* Your instructions
Can you find the lines of the listing that include "answer" and copy every one?

* Material provided

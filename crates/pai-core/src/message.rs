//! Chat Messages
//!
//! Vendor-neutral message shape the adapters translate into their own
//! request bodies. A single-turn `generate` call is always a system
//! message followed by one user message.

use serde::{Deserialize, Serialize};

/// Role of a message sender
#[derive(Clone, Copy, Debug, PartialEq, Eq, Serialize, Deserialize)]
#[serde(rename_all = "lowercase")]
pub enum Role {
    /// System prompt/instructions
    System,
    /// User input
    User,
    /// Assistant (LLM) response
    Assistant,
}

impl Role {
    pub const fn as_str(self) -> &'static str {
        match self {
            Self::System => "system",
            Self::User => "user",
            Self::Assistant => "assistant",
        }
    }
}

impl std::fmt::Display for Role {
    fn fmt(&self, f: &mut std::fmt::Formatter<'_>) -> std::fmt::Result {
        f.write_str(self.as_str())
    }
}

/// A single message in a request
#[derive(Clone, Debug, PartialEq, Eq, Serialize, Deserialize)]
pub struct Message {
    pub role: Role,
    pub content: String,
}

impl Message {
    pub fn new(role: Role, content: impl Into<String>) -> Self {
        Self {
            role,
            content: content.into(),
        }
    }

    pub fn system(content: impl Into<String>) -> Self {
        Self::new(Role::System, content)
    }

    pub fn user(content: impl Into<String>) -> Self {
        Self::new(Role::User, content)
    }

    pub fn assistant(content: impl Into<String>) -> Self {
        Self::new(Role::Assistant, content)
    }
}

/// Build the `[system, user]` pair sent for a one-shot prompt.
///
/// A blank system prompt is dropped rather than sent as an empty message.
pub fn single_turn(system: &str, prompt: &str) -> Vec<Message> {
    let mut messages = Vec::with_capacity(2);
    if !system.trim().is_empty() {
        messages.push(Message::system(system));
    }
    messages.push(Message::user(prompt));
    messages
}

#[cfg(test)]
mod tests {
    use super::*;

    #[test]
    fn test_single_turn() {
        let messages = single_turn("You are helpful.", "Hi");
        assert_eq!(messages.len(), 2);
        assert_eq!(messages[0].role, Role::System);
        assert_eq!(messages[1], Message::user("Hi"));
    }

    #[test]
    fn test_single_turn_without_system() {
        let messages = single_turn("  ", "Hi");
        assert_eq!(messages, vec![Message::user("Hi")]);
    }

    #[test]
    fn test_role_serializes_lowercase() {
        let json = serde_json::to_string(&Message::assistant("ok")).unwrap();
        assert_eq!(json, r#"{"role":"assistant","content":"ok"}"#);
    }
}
...
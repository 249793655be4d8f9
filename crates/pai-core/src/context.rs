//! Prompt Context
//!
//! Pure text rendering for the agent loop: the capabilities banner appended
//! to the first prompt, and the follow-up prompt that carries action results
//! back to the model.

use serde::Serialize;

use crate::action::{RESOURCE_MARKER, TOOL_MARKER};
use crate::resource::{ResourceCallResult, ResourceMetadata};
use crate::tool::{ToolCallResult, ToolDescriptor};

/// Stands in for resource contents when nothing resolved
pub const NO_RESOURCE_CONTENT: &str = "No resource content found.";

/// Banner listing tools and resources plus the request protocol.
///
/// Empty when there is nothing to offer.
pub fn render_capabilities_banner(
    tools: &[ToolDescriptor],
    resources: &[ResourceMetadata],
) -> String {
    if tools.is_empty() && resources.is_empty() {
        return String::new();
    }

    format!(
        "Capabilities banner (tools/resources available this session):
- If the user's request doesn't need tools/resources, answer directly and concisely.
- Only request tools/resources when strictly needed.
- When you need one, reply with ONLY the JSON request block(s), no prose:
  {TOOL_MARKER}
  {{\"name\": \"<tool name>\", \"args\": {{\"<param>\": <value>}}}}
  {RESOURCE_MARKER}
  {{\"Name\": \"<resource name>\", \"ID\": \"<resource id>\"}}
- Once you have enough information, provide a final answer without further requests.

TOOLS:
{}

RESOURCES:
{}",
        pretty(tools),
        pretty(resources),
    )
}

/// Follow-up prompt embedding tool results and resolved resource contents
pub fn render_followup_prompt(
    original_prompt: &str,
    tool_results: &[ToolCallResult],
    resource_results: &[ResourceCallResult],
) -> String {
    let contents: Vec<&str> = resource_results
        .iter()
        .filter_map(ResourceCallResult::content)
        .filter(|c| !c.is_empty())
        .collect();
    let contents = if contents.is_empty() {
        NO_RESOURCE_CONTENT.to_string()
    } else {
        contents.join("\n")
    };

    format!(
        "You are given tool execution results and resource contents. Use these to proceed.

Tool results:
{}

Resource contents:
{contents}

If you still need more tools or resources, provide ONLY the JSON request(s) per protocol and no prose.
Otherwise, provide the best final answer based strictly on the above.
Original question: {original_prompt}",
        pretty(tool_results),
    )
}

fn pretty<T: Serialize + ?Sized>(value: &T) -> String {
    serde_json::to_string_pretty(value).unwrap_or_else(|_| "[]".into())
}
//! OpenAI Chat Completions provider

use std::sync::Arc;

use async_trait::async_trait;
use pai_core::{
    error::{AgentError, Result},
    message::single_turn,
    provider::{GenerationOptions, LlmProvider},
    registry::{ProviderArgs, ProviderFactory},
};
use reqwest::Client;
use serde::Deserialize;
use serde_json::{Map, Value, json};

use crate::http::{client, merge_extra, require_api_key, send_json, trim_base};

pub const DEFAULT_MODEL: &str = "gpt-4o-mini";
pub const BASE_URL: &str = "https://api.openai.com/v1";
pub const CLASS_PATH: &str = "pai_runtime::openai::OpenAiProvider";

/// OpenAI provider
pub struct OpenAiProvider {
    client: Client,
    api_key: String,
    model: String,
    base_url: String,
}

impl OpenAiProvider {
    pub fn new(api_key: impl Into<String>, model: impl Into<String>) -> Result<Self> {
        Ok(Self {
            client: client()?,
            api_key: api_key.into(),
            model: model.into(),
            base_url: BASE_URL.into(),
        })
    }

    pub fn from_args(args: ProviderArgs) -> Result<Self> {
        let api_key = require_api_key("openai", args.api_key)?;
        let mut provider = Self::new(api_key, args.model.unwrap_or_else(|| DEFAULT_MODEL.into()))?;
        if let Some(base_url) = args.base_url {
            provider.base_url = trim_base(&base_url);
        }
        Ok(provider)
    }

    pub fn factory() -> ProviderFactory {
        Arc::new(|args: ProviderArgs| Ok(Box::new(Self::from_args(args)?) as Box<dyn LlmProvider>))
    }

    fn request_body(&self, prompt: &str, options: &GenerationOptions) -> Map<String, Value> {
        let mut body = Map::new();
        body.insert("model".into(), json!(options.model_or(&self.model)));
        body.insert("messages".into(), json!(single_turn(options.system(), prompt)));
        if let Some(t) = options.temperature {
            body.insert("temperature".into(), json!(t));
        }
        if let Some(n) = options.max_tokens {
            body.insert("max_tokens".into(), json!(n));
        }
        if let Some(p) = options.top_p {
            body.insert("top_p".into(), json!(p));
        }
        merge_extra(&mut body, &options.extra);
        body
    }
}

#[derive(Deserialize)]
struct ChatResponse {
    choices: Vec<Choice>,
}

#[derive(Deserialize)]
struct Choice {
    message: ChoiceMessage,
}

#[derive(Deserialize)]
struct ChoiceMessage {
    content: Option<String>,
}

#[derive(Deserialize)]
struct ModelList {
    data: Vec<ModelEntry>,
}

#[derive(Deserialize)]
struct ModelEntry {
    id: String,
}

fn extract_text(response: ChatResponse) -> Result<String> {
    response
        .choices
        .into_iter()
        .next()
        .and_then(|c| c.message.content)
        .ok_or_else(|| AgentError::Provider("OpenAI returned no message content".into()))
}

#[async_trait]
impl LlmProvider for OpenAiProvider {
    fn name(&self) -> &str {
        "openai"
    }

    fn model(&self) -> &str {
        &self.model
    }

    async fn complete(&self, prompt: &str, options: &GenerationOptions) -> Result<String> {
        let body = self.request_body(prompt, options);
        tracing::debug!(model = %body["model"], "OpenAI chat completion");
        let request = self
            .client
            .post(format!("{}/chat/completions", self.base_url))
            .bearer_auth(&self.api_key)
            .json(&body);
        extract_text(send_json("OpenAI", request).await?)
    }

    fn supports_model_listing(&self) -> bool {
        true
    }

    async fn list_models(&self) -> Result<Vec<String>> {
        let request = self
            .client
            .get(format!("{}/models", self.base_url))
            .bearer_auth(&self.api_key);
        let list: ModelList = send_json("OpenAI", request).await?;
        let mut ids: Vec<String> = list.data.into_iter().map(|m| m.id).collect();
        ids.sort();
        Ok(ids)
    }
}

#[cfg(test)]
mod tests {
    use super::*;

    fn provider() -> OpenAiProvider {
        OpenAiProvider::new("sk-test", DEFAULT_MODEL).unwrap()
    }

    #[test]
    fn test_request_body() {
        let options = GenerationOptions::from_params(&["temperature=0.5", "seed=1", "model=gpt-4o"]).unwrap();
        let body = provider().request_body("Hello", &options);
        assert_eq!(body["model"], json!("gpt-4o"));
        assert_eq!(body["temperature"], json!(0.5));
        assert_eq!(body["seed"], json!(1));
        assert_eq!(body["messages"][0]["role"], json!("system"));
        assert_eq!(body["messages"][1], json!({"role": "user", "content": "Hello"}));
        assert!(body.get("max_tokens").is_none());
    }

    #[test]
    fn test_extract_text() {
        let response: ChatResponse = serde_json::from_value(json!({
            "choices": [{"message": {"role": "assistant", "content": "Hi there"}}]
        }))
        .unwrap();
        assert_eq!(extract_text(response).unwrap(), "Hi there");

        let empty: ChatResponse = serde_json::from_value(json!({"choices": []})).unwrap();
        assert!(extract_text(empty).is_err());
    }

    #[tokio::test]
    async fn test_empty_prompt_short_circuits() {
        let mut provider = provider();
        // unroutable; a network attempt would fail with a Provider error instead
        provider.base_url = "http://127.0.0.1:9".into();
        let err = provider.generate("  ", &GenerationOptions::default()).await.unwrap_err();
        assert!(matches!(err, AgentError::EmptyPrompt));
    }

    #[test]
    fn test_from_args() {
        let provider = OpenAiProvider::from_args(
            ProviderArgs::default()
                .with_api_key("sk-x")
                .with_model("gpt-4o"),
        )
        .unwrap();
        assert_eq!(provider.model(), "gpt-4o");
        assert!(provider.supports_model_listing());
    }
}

* Reply to the exercise
- If the user's request doesn't need tools/resources, answer directly and concisely.
- Once you have enough information, provide a final answer without further requests.
Otherwise, provide the best final answer based strictly on the above.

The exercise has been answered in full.